Of the subjects observed, 64 patients reported acute gout attacks during the perioperative period, with 26 in the normoglycemic group and 38 in the hyperuricemia group. Six patients experienced gout flare prior to surgery and 58 experienced then during the 1-year postoperative period. No significant differences were observed in sex, BMI, or age between the cohorts. Approximately half of patients in the hyperuricemia cohort (47.4%; n = 18) exhibited single joint involvement, compared with 84.6% (n = 22) in the normal uric acid level group.
Patients in the normal uric acid level group reported significantly higher uric acid decline ratio when compared with the hyperuricemia group (42.12 ± 19.52 vs 22.65 ± 10.24, P <.001; respectively). This was also observed in inflammatory indexes, including white blood cell count and C-reactive protein level, at the time of gout attack. Those who were given diuretics and patients with hyperuricemia with diabetes and tophi were more likely to experience an acute gout attack when compared with those with normal uric acid level at admission (P <.05).
Gout recurrence rate was 44.7% (n = 17) after 1-year follow-up in the hyperuricemia group, which was significantly higher when compared with the normoglycemic group (n = 3, 11.5%; P = .005). Gout recurrence was significantly higher in patients with serum uric acid levels ≤ 420 µmol/L and ≤ 360 µmol/L at admission when compared with those with uric acid levels > 420 µmol/L and > 360 µmol/L, indicating that it may be safer for a patient to have a preoperative level below 300 µmol/L.

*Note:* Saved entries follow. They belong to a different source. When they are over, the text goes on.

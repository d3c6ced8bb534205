//! Prometheus instrumentation: HTTP middleware counters, WebSocket
//! connection gauges and the text exposition endpoint.

use std::time::Instant;

use axum::{
    body::Body,
    extract::MatchedPath,
    http::{header, Request, StatusCode},
    middleware::Next,
    response::{IntoResponse, Response},
};
use once_cell::sync::Lazy;
use prometheus::core::Collector;
use prometheus::{
    Encoder, HistogramOpts, HistogramVec, IntCounterVec, IntGaugeVec, Opts, TextEncoder,
};

fn register<C: Collector + Clone + 'static>(collector: C) -> C {
    prometheus::default_registry()
        .register(Box::new(collector.clone()))
        .expect("metric registration");
    collector
}

static HTTP_REQUESTS: Lazy<IntCounterVec> = Lazy::new(|| {
    register(
        IntCounterVec::new(
            Opts::new(
                "marketplace_service_http_requests_total",
                "HTTP requests by method, route and status",
            ),
            &["method", "route", "status"],
        )
        .expect("marketplace_service_http_requests_total"),
    )
});

static HTTP_LATENCY: Lazy<HistogramVec> = Lazy::new(|| {
    register(
        HistogramVec::new(
            HistogramOpts::new(
                "marketplace_service_http_request_duration_seconds",
                "HTTP request latency by method, route and status",
            )
            .buckets(vec![0.002, 0.005, 0.01, 0.025, 0.05, 0.1, 0.25, 0.5, 1.0, 2.5]),
            &["method", "route", "status"],
        )
        .expect("marketplace_service_http_request_duration_seconds"),
    )
});

static WS_CONNECTIONS: Lazy<IntGaugeVec> = Lazy::new(|| {
    register(
        IntGaugeVec::new(
            Opts::new(
                "marketplace_service_ws_active_connections",
                "Open WebSocket connections by channel kind",
            ),
            &["channel"],
        )
        .expect("marketplace_service_ws_active_connections"),
    )
});

pub fn ws_connection_opened(channel: &str) {
    WS_CONNECTIONS.with_label_values(&[channel]).inc();
}

pub fn ws_connection_closed(channel: &str) {
    WS_CONNECTIONS.with_label_values(&[channel]).dec();
}

/// Router-wide middleware recording one counter bump and one latency sample
/// per request, labeled by the matched route template.
pub async fn track_http_metrics(req: Request<Body>, next: Next) -> Response {
    let method = req.method().as_str().to_owned();
    let route = req
        .extensions()
        .get::<MatchedPath>()
        .map(|m| m.as_str().to_owned())
        .unwrap_or_else(|| req.uri().path().to_owned());

    let started = Instant::now();
    let response = next.run(req).await;
    let status = response.status();

    let labels = [method.as_str(), route.as_str(), status.as_str()];
    HTTP_REQUESTS.with_label_values(&labels).inc();
    HTTP_LATENCY
        .with_label_values(&labels)
        .observe(started.elapsed().as_secs_f64());

    response
}

/// GET /metrics
pub async fn metrics_handler() -> Response {
    let encoder = TextEncoder::new();
    let mut buffer = Vec::new();
    if let Err(e) = encoder.encode(&prometheus::gather(), &mut buffer) {
        return (StatusCode::INTERNAL_SERVER_ERROR, e.to_string()).into_response();
    }
    ([(header::CONTENT_TYPE, encoder.format_type().to_owned())], buffer).into_response()
}

#[cfg(test)]
mod tests {
    use super::*;
    use axum::{middleware, routing::get, Router};
    use tower::ServiceExt;

    #[tokio::test]
    async fn requests_are_counted_by_method_route_and_status() {
        let app = Router::new()
            .route("/ping", get(|| async { "pong" }))
            .layer(middleware::from_fn(track_http_metrics));

        let response = app
            .oneshot(Request::builder().uri("/ping").body(Body::empty()).unwrap())
            .await
            .unwrap();
        assert_eq!(response.status(), StatusCode::OK);

        let counted = HTTP_REQUESTS
            .with_label_values(&["GET", "/ping", "200"])
            .get();
        assert!(counted >= 1);
    }

    #[tokio::test]
    async fn exposition_is_prometheus_text() {
        ws_connection_opened("chat");
        ws_connection_closed("chat");

        let response = metrics_handler().await;
        assert_eq!(response.status(), StatusCode::OK);
        let content_type = response
            .headers()
            .get(header::CONTENT_TYPE)
            .and_then(|v| v.to_str().ok())
            .unwrap_or_default()
            .to_owned();
        assert!(content_type.starts_with("text/plain"));
    }
}
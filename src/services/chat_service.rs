use chrono::{DateTime, Utc};
use serde::Serialize;
use sqlx::{Pool, Postgres};
use uuid::Uuid;

use crate::error::AppResult;
use crate::models::{chat::Conversation, chat::Message, User};

/// A message joined with its sender's identity, as returned by the history
/// endpoint
#[derive(Debug, Clone, Serialize, sqlx::FromRow)]
pub struct MessageWithSender {
    pub id: Uuid,
    pub conversation_id: Uuid,
    pub sender_id: Uuid,
    pub sender: String,
    pub sender_first_name: String,
    pub sender_last_name: String,
    pub content: String,
    pub image_url: Option<String>,
    pub is_read: bool,
    pub created_at: DateTime<Utc>,
}

pub struct ChatService;

impl ChatService {
    pub async fn get_conversation(
        db: &Pool<Postgres>,
        id: Uuid,
    ) -> AppResult<Option<Conversation>> {
        let conversation = sqlx::query_as::<_, Conversation>(
            "SELECT id, job_id, customer_id, provider_id, created_at, updated_at
             FROM conversations WHERE id = $1",
        )
        .bind(id)
        .fetch_optional(db)
        .await?;
        Ok(conversation)
    }

    pub async fn get_user(db: &Pool<Postgres>, id: Uuid) -> AppResult<Option<User>> {
        let user = sqlx::query_as::<_, User>("SELECT * FROM users WHERE id = $1")
            .bind(id)
            .fetch_optional(db)
            .await?;
        Ok(user)
    }

    /// Create the conversation for a job once it permits messaging. Never
    /// recreates an existing one for the same job; returns the existing row
    /// instead.
    pub async fn create_conversation_for_job(
        db: &Pool<Postgres>,
        job_id: Uuid,
        customer_id: Uuid,
        provider_user_id: Uuid,
    ) -> AppResult<Conversation> {
        sqlx::query(
            "INSERT INTO conversations (job_id, customer_id, provider_id)
             VALUES ($1, $2, $3)
             ON CONFLICT (job_id) DO NOTHING",
        )
        .bind(job_id)
        .bind(customer_id)
        .bind(provider_user_id)
        .execute(db)
        .await?;

        let conversation = sqlx::query_as::<_, Conversation>(
            "SELECT id, job_id, customer_id, provider_id, created_at, updated_at
             FROM conversations WHERE job_id = $1",
        )
        .bind(job_id)
        .fetch_one(db)
        .await?;
        Ok(conversation)
    }

    /// Participant's conversations, most recently active first
    pub async fn list_conversations_for_user(
        db: &Pool<Postgres>,
        user_id: Uuid,
    ) -> AppResult<Vec<Conversation>> {
        let conversations = sqlx::query_as::<_, Conversation>(
            "SELECT id, job_id, customer_id, provider_id, created_at, updated_at
             FROM conversations
             WHERE customer_id = $1 OR provider_id = $1
             ORDER BY updated_at DESC",
        )
        .bind(user_id)
        .fetch_all(db)
        .await?;
        Ok(conversations)
    }

    /// Ordered history: creation time ascending, insertion order as tiebreak.
    /// History is the busiest read, so its pool acquisition is measured.
    pub async fn list_messages(
        db: &Pool<Postgres>,
        conversation_id: Uuid,
    ) -> AppResult<Vec<MessageWithSender>> {
        let mut conn = db_pool::acquire_with_metrics(db, crate::db::SERVICE_NAME).await?;
        let messages = sqlx::query_as::<_, MessageWithSender>(
            "SELECT m.id, m.conversation_id, m.sender_id,
                    u.username AS sender,
                    u.first_name AS sender_first_name,
                    u.last_name AS sender_last_name,
                    m.content, m.image_url, m.is_read, m.created_at
             FROM messages m
             JOIN users u ON u.id = m.sender_id
             WHERE m.conversation_id = $1
             ORDER BY m.created_at ASC, m.seq ASC",
        )
        .bind(conversation_id)
        .fetch_all(&mut *conn)
        .await?;
        Ok(messages)
    }

    /// Persist a new message and bump the conversation's activity timestamp
    pub async fn create_message(
        db: &Pool<Postgres>,
        conversation_id: Uuid,
        sender_id: Uuid,
        content: &str,
        image_url: Option<&str>,
    ) -> AppResult<Message> {
        let mut tx = db.begin().await?;

        let message = sqlx::query_as::<_, Message>(
            "INSERT INTO messages (conversation_id, sender_id, content, image_url)
             VALUES ($1, $2, $3, $4)
             RETURNING id, conversation_id, sender_id, content, image_url, is_read, seq, created_at",
        )
        .bind(conversation_id)
        .bind(sender_id)
        .bind(content)
        .bind(image_url.filter(|s| !s.is_empty()))
        .fetch_one(&mut *tx)
        .await?;

        sqlx::query("UPDATE conversations SET updated_at = now() WHERE id = $1")
            .bind(conversation_id)
            .execute(&mut *tx)
            .await?;

        tx.commit().await?;
        Ok(message)
    }

    /// Mark every unread message not sent by the reader as read, and ensure a
    /// read-status row exists for each. Atomic per message; idempotent under
    /// concurrent retries via the unique (message, reader) constraint.
    pub async fn mark_messages_read(
        db: &Pool<Postgres>,
        conversation_id: Uuid,
        reader_id: Uuid,
    ) -> AppResult<u64> {
        let unread_ids: Vec<Uuid> = sqlx::query_scalar(
            "SELECT id FROM messages
             WHERE conversation_id = $1 AND is_read = FALSE AND sender_id <> $2
             ORDER BY created_at ASC, seq ASC",
        )
        .bind(conversation_id)
        .bind(reader_id)
        .fetch_all(db)
        .await?;

        let mut marked = 0u64;
        for message_id in unread_ids {
            let mut tx = db.begin().await?;
            sqlx::query("UPDATE messages SET is_read = TRUE WHERE id = $1")
                .bind(message_id)
                .execute(&mut *tx)
                .await?;
            sqlx::query(
                "INSERT INTO message_read_statuses (message_id, user_id)
                 VALUES ($1, $2)
                 ON CONFLICT (message_id, user_id) DO NOTHING",
            )
            .bind(message_id)
            .bind(reader_id)
            .execute(&mut *tx)
            .await?;
            tx.commit().await?;
            marked += 1;
        }
        Ok(marked)
    }
}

Investigators noted that presenting tophi in perioperative patients was found to be an independent risk factor for gout recurrence within the first year (RR = 4.80; P = .029).
Serum uric acid measurements collected during the perioperative period were not performed under standard conditions, which may have impacted findings. Further, patients undergoing surgery often exhibit inflammatory markers that peak within 24-72 hours postoperative. Therefore, these markers may not accurately represent the gout glare. Future research involving larger sample sizes should be conducted to verify results.